Aim of the exercise:
Write out each line from the data below that includes the word "derive".

Working data:

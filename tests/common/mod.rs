//! Common test utilities and helpers for awscost tests
//!
//! Builders for cost records and saved Cost Explorer responses, plus
//! in-memory `CostSource` implementations.
#![allow(dead_code)]

use async_trait::async_trait;
use awscost::{AwsCostError, CostRecord, DailyDate, DateRange, Result, ServiceName};
use awscost_core::provider::CostSource;
use awscost_core::response::CostAndUsage;
use chrono::NaiveDate;
use rust_decimal::Decimal;
use serde_json::json;
use std::path::{Path, PathBuf};
use std::str::FromStr;

/// Common service names as Cost Explorer reports them
pub const EC2: &str = "Amazon Elastic Compute Cloud - Compute";
pub const S3: &str = "Amazon Simple Storage Service";
pub const LAMBDA: &str = "AWS Lambda";

/// Three groups over two days: EC2 10.00 + S3 5.00, then EC2 12.00
pub const SAMPLE_RESPONSE: &str = r#"{
  "GroupDefinitions": [{"Type": "DIMENSION", "Key": "SERVICE"}],
  "ResultsByTime": [
    {
      "TimePeriod": {"Start": "2024-01-01", "End": "2024-01-02"},
      "Total": {},
      "Groups": [
        {"Keys": ["Amazon Elastic Compute Cloud - Compute"], "Metrics": {"UnblendedCost": {"Amount": "10.00", "Unit": "USD"}}},
        {"Keys": ["Amazon Simple Storage Service"], "Metrics": {"UnblendedCost": {"Amount": "5.00", "Unit": "USD"}}}
      ],
      "Estimated": false
    },
    {
      "TimePeriod": {"Start": "2024-01-02", "End": "2024-01-03"},
      "Total": {},
      "Groups": [
        {"Keys": ["Amazon Elastic Compute Cloud - Compute"], "Metrics": {"UnblendedCost": {"Amount": "12.00", "Unit": "USD"}}}
      ],
      "Estimated": true
    }
  ],
  "DimensionValueAttributes": []
}"#;

/// A response whose days carry no groups
pub const EMPTY_RESPONSE: &str = r#"{
  "ResultsByTime": [
    {"TimePeriod": {"Start": "2024-01-01", "End": "2024-01-02"}, "Total": {}, "Groups": [], "Estimated": true}
  ]
}"#;

pub fn dec(s: &str) -> Decimal {
    Decimal::from_str(s).unwrap()
}

pub fn date(s: &str) -> NaiveDate {
    NaiveDate::parse_from_str(s, "%Y-%m-%d").unwrap()
}

pub fn range(start: &str, end: &str) -> DateRange {
    DateRange::new(date(start), date(end)).unwrap()
}

/// Builder for creating test CostRecord instances
pub struct CostRecordBuilder {
    date: String,
    service: String,
    cost: Decimal,
}

impl CostRecordBuilder {
    pub fn new() -> Self {
        Self {
            date: "2024-01-01".to_string(),
            service: EC2.to_string(),
            cost: Decimal::ONE,
        }
    }

    pub fn with_date(mut self, date: &str) -> Self {
        self.date = date.to_string();
        self
    }

    pub fn with_service(mut self, service: &str) -> Self {
        self.service = service.to_string();
        self
    }

    pub fn with_cost(mut self, cost: &str) -> Self {
        self.cost = dec(cost);
        self
    }

    pub fn build(self) -> CostRecord {
        CostRecord::new(
            DailyDate::parse(&self.date).unwrap(),
            ServiceName::new(self.service),
            self.cost,
        )
    }
}

impl Default for CostRecordBuilder {
    fn default() -> Self {
        Self::new()
    }
}

/// Builder for saved `GetCostAndUsage` responses
#[derive(Default)]
pub struct ResponseBuilder {
    days: Vec<serde_json::Value>,
    next_page_token: Option<String>,
}

impl ResponseBuilder {
    pub fn new() -> Self {
        Self::default()
    }

    /// Add one day with `(service, amount)` groups in order
    pub fn day(mut self, start: &str, groups: &[(&str, &str)]) -> Self {
        let end = (date(start) + chrono::Duration::days(1))
            .format("%Y-%m-%d")
            .to_string();
        let groups: Vec<_> = groups
            .iter()
            .map(|(service, amount)| {
                json!({
                    "Keys": [service],
                    "Metrics": {"UnblendedCost": {"Amount": amount, "Unit": "USD"}},
                })
            })
            .collect();
        self.days.push(json!({
            "TimePeriod": {"Start": start, "End": end},
            "Groups": groups,
            "Estimated": false,
        }));
        self
    }

    pub fn with_next_page_token(mut self, token: &str) -> Self {
        self.next_page_token = Some(token.to_string());
        self
    }

    pub fn to_json(&self) -> String {
        let mut body = json!({ "ResultsByTime": self.days });
        if let Some(token) = &self.next_page_token {
            body["NextPageToken"] = json!(token);
        }
        body.to_string()
    }
}

/// Write a response fixture into `dir` and return its path
pub fn write_fixture(dir: &Path, name: &str, contents: &str) -> PathBuf {
    let path = dir.join(name);
    std::fs::write(&path, contents).unwrap();
    path
}

/// Source serving a fixed JSON body
pub struct StaticSource(pub String);

impl StaticSource {
    pub fn sample() -> Self {
        Self(SAMPLE_RESPONSE.to_string())
    }
}

#[async_trait]
impl CostSource for StaticSource {
    async fn fetch(&self, _range: &DateRange) -> Result<CostAndUsage> {
        CostAndUsage::from_json(&self.0)
    }

    fn describe(&self) -> String {
        "static fixture".to_string()
    }
}

/// Source failing like an API call without credentials
pub struct FailingSource;

#[async_trait]
impl CostSource for FailingSource {
    async fn fetch(&self, _range: &DateRange) -> Result<CostAndUsage> {
        Err(AwsCostError::Api(
            "AccessDeniedException: User is not authorized to perform ce:GetCostAndUsage"
                .to_string(),
        ))
    }

    fn describe(&self) -> String {
        "failing".to_string()
    }
}
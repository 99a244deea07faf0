//! Cost source trait
//!
//! This module defines the `CostSource` trait that data providers implement.
//! The live implementation calls Cost Explorer; others replay a saved
//! response, which keeps the rest of the pipeline independent of the SDK.

use crate::error::Result;
use crate::response::CostAndUsage;
use crate::types::DateRange;
use async_trait::async_trait;

/// Anything that can answer a daily, per-service cost query
#[async_trait]
pub trait CostSource: Send + Sync {
    /// Fetch daily unblended cost grouped by service for `range`
    async fn fetch(&self, range: &DateRange) -> Result<CostAndUsage>;

    /// Short description used in log lines
    fn describe(&self) -> String;
}
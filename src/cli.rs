//! CLI interface for awscost
//!
//! This module defines the command-line interface using clap. When no
//! subcommand is given, `report` runs with its defaults.
//!
//! # Example
//!
//! ```bash
//! # Costs of the last 7 days
//! awscost
//!
//! # January 2024, EC2 only, as JSON
//! awscost report --since 2024-01-01 --until 2024-02-01 \
//!     --service "Amazon Elastic Compute Cloud - Compute" --json
//!
//! # Write aws_cost_chart.png for the last 7 days
//! awscost chart
//!
//! # Serve the dashboard on http://127.0.0.1:8501
//! awscost dashboard
//! ```

use awscost_core::error::{AwsCostError, Result};
use awscost_core::filters::RecordFilter;
use awscost_core::types::DateRange;
use chrono::NaiveDate;
use clap::{Args, Parser, Subcommand};
use std::path::PathBuf;

/// Days covered when no start date is given
pub const DEFAULT_LOOKBACK_DAYS: u32 = 7;

/// Default dashboard port
pub const DEFAULT_PORT: u16 = 8501;

/// Report AWS costs per service from Cost Explorer
#[derive(Parser, Debug, Clone)]
#[command(name = "awscost")]
#[command(version, about, long_about = None)]
pub struct Cli {
    /// Show informational output (default is quiet mode with only warnings and errors)
    #[arg(long, short = 'v', global = true)]
    pub verbose: bool,

    /// AWS region for the Cost Explorer client
    #[arg(long, env = "AWS_REGION", global = true)]
    pub region: Option<String>,

    /// Named AWS profile to load credentials from
    #[arg(long, env = "AWS_PROFILE", global = true)]
    pub profile: Option<String>,

    /// Read a saved GetCostAndUsage JSON response instead of calling AWS
    #[arg(long, global = true, value_name = "FILE")]
    pub input: Option<PathBuf>,

    /// Subcommand to execute
    #[command(subcommand)]
    pub command: Option<Command>,
}

#[derive(Subcommand, Debug, Clone)]
pub enum Command {
    /// Print cost summary, trend, breakdown and details (default)
    Report(ReportArgs),

    /// Write a daily cost chart for the last 7 days to aws_cost_chart.png
    Chart,

    /// Serve the interactive cost dashboard
    Dashboard(DashboardArgs),
}

/// Arguments for the report command
#[derive(Args, Debug, Clone, Default)]
pub struct ReportArgs {
    /// Start date (YYYY-MM-DD or YYYY-MM), defaults to 7 days ago
    #[arg(long)]
    pub since: Option<String>,

    /// End date (YYYY-MM-DD or YYYY-MM), defaults to today
    #[arg(long)]
    pub until: Option<String>,

    /// Only include this service
    #[arg(long, short = 's')]
    pub service: Option<String>,

    /// Output as JSON
    #[arg(long)]
    pub json: bool,

    /// Also write the records to a CSV file
    #[arg(long, value_name = "PATH")]
    pub csv: Option<PathBuf>,
}

/// Arguments for the dashboard command
#[derive(Args, Debug, Clone)]
pub struct DashboardArgs {
    /// Address to bind
    #[arg(long, default_value = "127.0.0.1")]
    pub host: String,

    /// Port to listen on
    #[arg(long, default_value_t = DEFAULT_PORT)]
    pub port: u16,
}

impl Cli {
    /// The subcommand to run, with `report` as the default
    pub fn command(&self) -> Command {
        self.command
            .clone()
            .unwrap_or_else(|| Command::Report(ReportArgs::default()))
    }
}

impl ReportArgs {
    /// Record filter for `--service`, where "All" selects every service
    pub fn filter(&self) -> RecordFilter {
        self.service
            .as_deref()
            .map(RecordFilter::from_selection)
            .unwrap_or_default()
    }
}

/// Parse a date argument in YYYY-MM-DD or YYYY-MM format
///
/// A bare month resolves to its first day.
pub fn parse_date_filter(value: &str) -> Result<NaiveDate> {
    let value = value.trim();
    NaiveDate::parse_from_str(value, "%Y-%m-%d")
        .or_else(|_| NaiveDate::parse_from_str(&format!("{value}-01"), "%Y-%m-%d"))
        .map_err(|_| {
            AwsCostError::InvalidDate(format!("'{value}' is not a date, expected YYYY-MM-DD or YYYY-MM"))
        })
}

/// Resolve optional start/end arguments against `today`
///
/// The end defaults to `today` and the start to seven days before the end.
pub fn resolve_range(since: Option<&str>, until: Option<&str>, today: NaiveDate) -> Result<DateRange> {
    let end = until.map(parse_date_filter).transpose()?.unwrap_or(today);
    let start = match since {
        Some(s) => parse_date_filter(s)?,
        None => DateRange::last_days(end, DEFAULT_LOOKBACK_DAYS).start(),
    };
    DateRange::new(start, end)
}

Solution:
#[derive(Default)]
#[derive(Parser, Debug, Clone)]
#[derive(Subcommand, Debug, Clone)]
#[derive(Args, Debug, Clone, Default)]
#[derive(Args, Debug, Clone)]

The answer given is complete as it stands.